Para o mineiro Francisco Marques, o Chico dos Bonecos, a arte de educar está diretamente ligada à arte de aprender. Duas artes com tempos próprios

Publicado em 10/09/2011

por Gabriel Perissé

Não se pode conceber uma arte de ensinar destituída de alegria, de descobertas emocionantes, e de uma disciplina que nasça da harmonia. Professores que exercem essa arte profissionalmente desenvolvem, também com alegria, e com disciplina, talentos didáticos necessários para que suas aulas sejam inesquecíveis. O talento da voz audível e persuasiva. O talento do corpo entusiasmado. O talento da memória fluente. O talento da linguagem viva, musical. O talento da imaginação cheia de cores.

Esses talentos estão presentes no trabalho do educador e escritor mineiro Francisco Marques (1959-), ou, como vem se tornando cada vez mais conhecido, o Chico dos Bonecos.

Salta aos olhos e impressiona os ouvidos o jogo contínuo de sons e letras, imagens e palavras. Lançando mão das tradições populares, das canções de domínio público, Chico dos Bonecos vai recriando a linguagem, revirando os conceitos, inspirando professores e alunos. É de sua autoria, por exemplo, a paródia que há de salvar aqueles que, em outros tempos, dormiram com medo das terríveis caretas do Boi da Cara Preta:

Foi, foi, foi,
foi só pra você
que eu troquei a letra
da canção de adormecer.

  
Numa entrevista, Chico dos Bonecos disse que, para ele, o brinquedo mais atraente é a palavra. A palavra em tensão criativa, luminosa, cantarolante, rimável, amigável. Em seu livro A biblioteca dos bichos (1995), com versos redondilhos maiores, define a leitura que cada um sabe fazer. Saltada, como a do sapo:

O Sapo só lê pulando.
Cada pulo é uma vitória!
Pula de um livro pra outro
na prateleira de História.
  
Rica em vocabulário:
Maritaca xexelenta
prova um milho imaginário:
espaventa a xexelência
debulhando o dicionário.
Atenta ao seu poder:
A Pintada toda-toda
lia limpando o bigode:
– Com a força dessas palavras
nem a minha pinta pode…

A leitura educadora que os bichos fazem serve como estímulo para o bicho-homem, inventor dos livros mas nem sempre adepto desta maravilhosa invenção. E não há forma melhor de ensinar do que mostrar como se faz, algo bem mais divertido do que, de longe, e com cara amarrada, mandar o outro fazer… o aluno fazer.
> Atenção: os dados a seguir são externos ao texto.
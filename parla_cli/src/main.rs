use clap::{Parser, Subcommand};
use parla_core::config::API_KEY_ENV;
use parla_core::console::StdConsole;
use parla_core::report::write_error_entry;
use parla_core::*;
use std::io::{BufRead, Write};
use std::path::{Path, PathBuf};

#[derive(Parser)]
#[command(name = "parla")]
#[command(about = "Interactive language quiz tutor", long_about = None)]
struct Cli {
    #[command(subcommand)]
    command: Option<Commands>,

    /// Override data directory
    #[arg(long, global = true)]
    data_dir: Option<PathBuf>,

    /// Read configuration from this file instead of the default location
    #[arg(long, global = true)]
    config: Option<PathBuf>,

    /// Log debug output to stderr
    #[arg(long, short, global = true)]
    verbose: bool,
}

#[derive(Subcommand)]
enum Commands {
    /// Start the interactive quiz menu (default)
    Quiz,

    /// Drop review entries whose explanation is a provider error message
    Clean,

    /// Export the progress history as CSV
    Export {
        /// Destination CSV file
        #[arg(long, short)]
        output: PathBuf,
    },
}

/// Level sub-menu: key, label, file under `levels/`
const LEVELS: [(&str, &str, &str); 4] = [
    ("1", "A1.1", "a1_1.json"),
    ("2", "A1.2", "a1_2.json"),
    ("3", "A2.1", "a2_1.json"),
    ("4", "A2.2", "a2_2.json"),
];

/// Explanations that were really provider failures saved by older versions
const PROVIDER_ERROR_MARKERS: [&str; 2] = ["RESOURCE_EXHAUSTED", "Error generating explanation"];

const FAREWELL: &str = "Arrivederci! / Auf Wiedersehen! 👋";

fn main() -> Result<()> {
    let cli = Cli::parse();

    if cli.verbose {
        parla_core::logging::init_with_level("debug");
    } else {
        parla_core::logging::init();
    }

    let config = match &cli.config {
        Some(path) => Config::load_or_default(path)?,
        None => Config::load()?,
    };
    let data_dir = cli
        .data_dir
        .clone()
        .unwrap_or_else(|| config.data.data_dir.clone());
    let store = Store::new(data_dir);

    match cli.command {
        Some(Commands::Clean) => cmd_clean(&store),
        Some(Commands::Export { output }) => cmd_export(&store, &output),
        Some(Commands::Quiz) | None => cmd_quiz(&store, &config),
    }
}

/// What the main menu resolved to
enum MenuChoice {
    Session(SessionPlan),
    Back,
    Quit,
}

fn cmd_quiz(store: &Store, config: &Config) -> Result<()> {
    let api_key = match config.api_key() {
        Ok(key) => key,
        Err(e) => {
            eprintln!("❌ {}", e);
            eprintln!(
                "Set {} in your environment or provider.api_key in {}.",
                API_KEY_ENV,
                Config::default_config_path().display()
            );
            std::process::exit(1);
        }
    };

    let client = GeminiClient::new(api_key, &config.provider)?;
    let mut engine = QuizEngine::new(store, &client, RetryPolicy::from_config(&config.session));
    tracing::info!(
        "Data directory {:?}, {} local fallback questions",
        store.data_dir(),
        engine.local_questions().len()
    );

    let mut console = StdConsole::stdio();
    display_welcome(&mut console, config)?;

    loop {
        match main_menu(store, config, &mut console)? {
            MenuChoice::Quit => break,
            MenuChoice::Back => continue,
            MenuChoice::Session(plan) => {
                engine.run(plan, &mut console)?;

                console.say(format!("\n{}", "-".repeat(40)))?;
                let answer = console
                    .choice("Vuoi tornare al menu principale? (s/n) / Back to menu? (y/n): ")?
                    .unwrap_or_default();
                if !is_yes(&answer) {
                    break;
                }
                console.say("")?;
            }
        }
    }

    console.say(FAREWELL)?;
    Ok(())
}

fn cmd_clean(store: &Store) -> Result<()> {
    let path = store.errors_path();

    match store.clean_errors(&PROVIDER_ERROR_MARKERS)? {
        None => println!("No error list found at {}.", path.display()),
        Some(report) => {
            println!("Total entries before cleaning: {}", report.before);
            println!("Total entries after cleaning: {}", report.after);
            if report.unreadable > 0 {
                println!("Unreadable entries left untouched: {}", report.unreadable);
            }
            println!("✓ Cleaned {}", path.display());
        }
    }

    Ok(())
}

fn cmd_export(store: &Store, output: &Path) -> Result<()> {
    let history = store.load_progress();
    let count = parla_core::export::export_progress_csv(&history, output)?;

    println!("✓ Exported {} sessions to CSV", count);
    println!("  CSV: {}", output.display());
    Ok(())
}

fn display_welcome<R: BufRead, W: Write>(console: &mut Console<R, W>, config: &Config) -> Result<()> {
    console.say("\n╭─────────────────────────────────────────╮")?;
    console.say("│  P A R L A                              │")?;
    console.say("╰─────────────────────────────────────────╯")?;
    console.say(format!(
        "  🇮🇹 {} tutor for {} speakers 🇩🇪",
        config.provider.target_language, config.provider.learner_language
    ))?;
    Ok(())
}

fn main_menu<R: BufRead, W: Write>(
    store: &Store,
    config: &Config,
    console: &mut Console<R, W>,
) -> Result<MenuChoice> {
    console.say("\nSelect Mode:")?;
    console.say("1. Online (AI generated)")?;
    console.say("2. Offline (level files)")?;
    console.say("3. Review errors (personalized)")?;
    console.say("q. Quit")?;

    let Some(choice) = console.choice("Choice: ")? else {
        return Ok(MenuChoice::Quit);
    };

    let default_length = config.session.session_length();
    let choice = match choice.as_str() {
        "q" | "quit" | "exit" => MenuChoice::Quit,
        "1" => {
            let length = ask_session_length(console, default_length)?;
            MenuChoice::Session(
                SessionPlan::new(QuestionSource::Remote, length).with_level(&config.provider.level),
            )
        }
        "2" => match select_level(store, console)? {
            Some(pool) => {
                let length = ask_session_length(console, default_length)?;
                MenuChoice::Session(SessionPlan::new(QuestionSource::Offline(pool), length))
            }
            None => MenuChoice::Back,
        },
        "3" => match select_review(store, console)? {
            Some(pool) => MenuChoice::Session(SessionPlan::review(pool)),
            None => MenuChoice::Back,
        },
        _ => {
            console.say("❌ Invalid choice. Please try again.")?;
            MenuChoice::Back
        }
    };

    Ok(choice)
}

/// Pick a level file; `None` goes back to the main menu
fn select_level<R: BufRead, W: Write>(
    store: &Store,
    console: &mut Console<R, W>,
) -> Result<Option<Vec<QuestionRecord>>> {
    loop {
        console.say("\nSelect Level:")?;
        for (key, label, _) in LEVELS {
            console.say(format!("{}. {}", key, label))?;
        }
        console.say("b. Back to Main Menu")?;

        let Some(choice) = console.choice("Choice: ")? else {
            return Ok(None);
        };
        if choice == "b" {
            return Ok(None);
        }

        match LEVELS.iter().find(|(key, _, _)| *key == choice) {
            Some((_, _, file)) => {
                let questions = store.load_level_questions(file);
                if questions.is_empty() {
                    console.say(format!(
                        "❌ Error: Could not load questions from 'levels/{}'. File missing or empty.",
                        file
                    ))?;
                    continue;
                }
                return Ok(Some(questions));
            }
            None => console.say("❌ Invalid choice. Please try again.")?,
        }
    }
}

/// Offer the saved error list for practice; `None` goes back to the main menu
fn select_review<R: BufRead, W: Write>(
    store: &Store,
    console: &mut Console<R, W>,
) -> Result<Option<Vec<QuestionRecord>>> {
    let errors = store.load_errors();
    if errors.is_empty() {
        console.say("🎉 Great news! You have no saved errors to review.")?;
        console.say("Try a normal quiz to practice more!")?;
        return Ok(None);
    }

    console.say(format!("📂 Found {} errors to review.", errors.len()))?;
    let action = console
        .choice("Type 'p' to practice immediately, 'v' to view the list, or 'b' to go back: ")?
        .unwrap_or_default();

    match action.as_str() {
        "p" => {}
        "v" => {
            console.say("\n--- Error List ---")?;
            for (idx, error) in errors.iter().enumerate() {
                write_error_entry(console, idx + 1, error)?;
                console.say("-".repeat(30))?;
            }

            let answer = console
                .choice("\nReady to practice these errors? (y/n): ")?
                .unwrap_or_default();
            if !is_yes(&answer) {
                return Ok(None);
            }
        }
        _ => return Ok(None),
    }

    match review_pool(&errors) {
        Ok(pool) => Ok(Some(pool)),
        Err(reason) => {
            tracing::debug!("Review unavailable: {:?}", reason);
            console.say("⚠️  No valid questions to review.")?;
            Ok(None)
        }
    }
}

fn ask_session_length<R: BufRead, W: Write>(
    console: &mut Console<R, W>,
    default_length: usize,
) -> Result<usize> {
    console.say("\nHow many questions do you want to answer? (15 / 30 / 50)")?;
    let input = console
        .prompt(&format!("Number [Default {}]: ", default_length))?
        .unwrap_or_default();
    let input = input.trim();

    if input.is_empty() {
        return Ok(default_length);
    }

    match input.parse::<i64>() {
        Ok(n) if n > 0 => Ok(n as usize),
        _ => {
            console.say(format!("Invalid number. Using default: {}.", default_length))?;
            Ok(default_length)
        }
    }
}

fn is_yes(answer: &str) -> bool {
    matches!(answer, "y" | "yes" | "s" | "si" | "sì")
}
Lugar de brincadeira é na escola


Se o professor é um artista, e se a leitura é animado jogo de palavras, a escola só terá sentido se se tornar lugar de brincadeiras. Porque a brincadeira ensina. O estudo é divertimento, quando se entende que aprender é decorrência natural de estar vivo, os cinco sentidos abertos. A escola é o lugar no qual letras e números são brinquedos.

No livro Garranchos (2001), um dos poemas mostra a escola mais humilde como lugar privilegiado em que a criança pode entregar-se de corpo e alma à experiência do aprender:

Meu pouco estudo
minha leitura fraca
eu aprendi numa escola rural
– dessas pequenininhas que cabem no bolso.
Dessas que
numa olhadela
cabe a escola todinha
e aguenta ainda litros de céu
árvores e árvores
cachorros e cocôs no corredor
e um menino com a cara breada de terra
brincando com os números.


Aluno de Comênio


Para educar, precisamos respirar "profundalentamente", sem pressas, sem ansiedade. Educar é tarefa existencial. O professor, a professora como fontes de calor e de luz. Nada fácil. Mas é imprescindível. Caso contrário, o aprender perde toda a graça. Vira desgraça.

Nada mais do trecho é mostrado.